Benefits of Journal Writing:

by Carole Bourne

It is virtually impossible to write a journal and not discover more about yourself” Stephanie Dowrick

Journal writing can cleverly bring clarity to a confusing or an overly emotional situation.   It can spring clean the corners of your mind making way for new fresh thoughts.  A good dose of journal therapy is like a great friend that supports you all the way, and never judges.  Hooray for journal writing.

Journaling is the perfect partner when you need to connect more intimately with your true self.   A little alone time with your journal can often reveal exactly what’s needed.   Whose knows,  journal therapy may be just the sort of  medicine you need right now.  I know it certainly is for me.

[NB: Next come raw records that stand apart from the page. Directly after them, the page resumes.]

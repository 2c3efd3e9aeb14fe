//! Research dataset domain: the staged file set, the document shapes
//! served by the content store, and the chat transcript model.

pub mod documents;
pub mod staging;
pub mod transcript;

Journal writing can be whatever you want it to be.  It can be short or long. For daily reflection, to record specific memories (new baby) to release stress, to find out what you really think, to vent, and vent, and vent, focus on an area of life that needs your attention, gain clarity, fine tune your goals, explore your emotions or ask for divine guidance.

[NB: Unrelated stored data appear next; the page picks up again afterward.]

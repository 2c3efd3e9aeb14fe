//! Upload simulation and the sequential fetch-and-render pipeline.
//!
//! One spawned task drives everything: the cosmetic progress bar, the
//! upload summary message, then five fetch-and-render steps per staged
//! dataset, strictly one after another. Every step traps its own failure;
//! a failed fetch never stops the remaining steps or datasets.

use crate::domain::dataset::api;
use crate::layout::global_context::{SessionContext, UploadPhase};
use contracts::domain::dataset::documents;
use contracts::domain::dataset::staging::REQUIRED_FILENAMES;
use gloo_timers::future::TimeoutFuture;
use leptos::prelude::*;
use leptos::task::spawn_local;

/// Progress bar advance per tick, in percent.
const PROGRESS_STEP: u32 = 5;
/// Tick interval of the simulated upload.
const PROGRESS_TICK_MS: u32 = 100;
/// Pause between the upload summary and the first pipeline step.
const POST_UPLOAD_DELAY_MS: u32 = 1_000;
/// Pause after a step card appears, before its fetch is attempted.
const STEP_LEAD_MS: u32 = 1_000;
/// Pause between a completed step card and its rendered content.
const STEP_SETTLE_MS: u32 = 700;

/// Starts the cosmetic upload, then hands off to the rendering pipeline.
/// No-op unless the session is idle with a complete dataset staged.
pub fn start_upload(session: SessionContext) {
    let ready = session.phase.get_untracked() == UploadPhase::Idle
        && session.staged.with_untracked(|set| set.is_complete());
    if !ready {
        return;
    }
    session.phase.set(UploadPhase::Uploading { percent: 0 });
    spawn_local(async move {
        let mut percent = 0;
        while percent < 100 {
            TimeoutFuture::new(PROGRESS_TICK_MS).await;
            percent += PROGRESS_STEP;
            session.phase.set(UploadPhase::Uploading { percent });
        }
        let names = session.staged.with_untracked(|set| set.display_names());
        session.push_user_text(format!(
            "Uploaded {} files: {}",
            names.len(),
            names.join(", ")
        ));
        TimeoutFuture::new(POST_UPLOAD_DELAY_MS).await;
        session.phase.set(UploadPhase::Processing);
        run_pipeline(session).await;
    });
}

async fn run_pipeline(session: SessionContext) {
    let staged = session.staged.get_untracked();
    if staged.is_empty() {
        session.push_assistant_text(format!(
            "No files uploaded. Please drag the four JSON files ({}) from a dataset folder.",
            REQUIRED_FILENAMES.join(", ")
        ));
        return;
    }
    for dataset_id in staged.dataset_ids() {
        render_dataset(session, &dataset_id).await;
    }
}

/// The five steps for one dataset, in fixed order.
async fn render_dataset(session: SessionContext, id: &str) {
    // 1. Main information
    let step = session.push_step(format!("Collecting main information ({id})"));
    TimeoutFuture::new(STEP_LEAD_MS).await;
    match api::fetch_main_data(id).await {
        Ok(doc) => {
            session.complete_step(step, "Main information collected");
            TimeoutFuture::new(STEP_SETTLE_MS).await;
            session.push_assistant_markdown(doc.summary(id));
        }
        Err(e) => {
            log::warn!("data.json fetch failed for {id}: {e}");
            session.fail_step(step, format!("Main information not available for {id}"));
            session.push_assistant_text(format!("Could not load data.json for {id}: {e}"));
        }
    }

    // 2. Characteristic table
    let step = session.push_step(format!("Generating characteristic table ({id})"));
    TimeoutFuture::new(STEP_LEAD_MS).await;
    match api::fetch_characteristics(id).await {
        Ok(doc) => {
            session.complete_step(step, "Characteristic table generated");
            TimeoutFuture::new(STEP_SETTLE_MS).await;
            match doc.table {
                Some(table) => session.push_assistant_markdown(table),
                None => session.push_assistant_text("No characteristic table available."),
            }
        }
        Err(e) => {
            log::warn!("char.json fetch failed for {id}: {e}");
            session.fail_step(step, format!("Characteristic table not available for {id}"));
            session.push_assistant_text(format!("Could not load char.json for {id}: {e}"));
        }
    }

    // 3. Forest plot
    let step = session.push_step(format!("Generating forest plot ({id})"));
    TimeoutFuture::new(STEP_LEAD_MS).await;
    match api::fetch_forest_plot(id).await {
        Ok(doc) => {
            session.complete_step(step, "Forest plot generated");
            TimeoutFuture::new(STEP_SETTLE_MS).await;
            match doc.table {
                Some(table) => session.push_assistant_markdown(table),
                None => session.push_assistant_text("No forest plot available."),
            }
        }
        Err(e) => {
            log::warn!("fr.json fetch failed for {id}: {e}");
            session.fail_step(step, format!("Forest plot not available for {id}"));
            session.push_assistant_text(format!("Could not load fr.json for {id}: {e}"));
        }
    }

    // 4. Quality assessment
    let step = session.push_step(format!("Generating quality assessment ({id})"));
    TimeoutFuture::new(STEP_LEAD_MS).await;
    match api::fetch_quality_assessment(id).await {
        Ok(doc) => {
            session.complete_step(step, "Quality assessment generated");
            TimeoutFuture::new(STEP_SETTLE_MS).await;
            match doc.compose() {
                Some(block) => session.push_assistant_markdown(block),
                None => session.push_assistant_text("No quality assessment available."),
            }
        }
        Err(e) => {
            log::warn!("qa.json fetch failed for {id}: {e}");
            session.fail_step(step, format!("Quality assessment not available for {id}"));
            session.push_assistant_text(format!("Could not load qa.json for {id}: {e}"));
        }
    }

    // 5. Layman report (optional resource)
    let step = session.push_step(format!("Generating layman report ({id})"));
    TimeoutFuture::new(STEP_LEAD_MS).await;
    match api::fetch_layman_report(id).await {
        Ok(doc) => {
            session.complete_step(step, "Layman report generated");
            TimeoutFuture::new(STEP_SETTLE_MS).await;
            match documents::extract_report_text(&doc) {
                Some(text) => {
                    session.push_assistant_markdown(format!("# Layman Report\n\n{text}"));
                }
                None => session.push_assistant_text("No layman report available."),
            }
        }
        Err(e) => {
            log::warn!("report.json fetch failed for {id}: {e}");
            session.fail_step(step, format!("Layman report not available for {id}"));
            session.push_assistant_text(format!("Could not load report.json for {id}"));
        }
    }
}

It is for all these reasons I personally find journaling quite revealing and incredibly satisfying.  Your spelling can be bad, writing messy, page filled with swear words (if you feel that way inclined) – either way it’s the one place where you can be the least inhibited, totally open and explore what you feel needs to be explored.

For the past decade journal writing has cleverly known exactly when to re-appear back in my life. It has recently shown up (yet again) and will stay for as long as it needs too;  a few weeks, a month or even longer.  For this I am truly grateful, as great insights always follow.

Journal to reveal:

At the moment I’m asking my journal one question each morning “What is it I need to know today?” Sometimes the answers are short and sweet such as spend more time with your boys, drink more water, clear more clutter or go for a walk in nature.   Three minutes and its all done.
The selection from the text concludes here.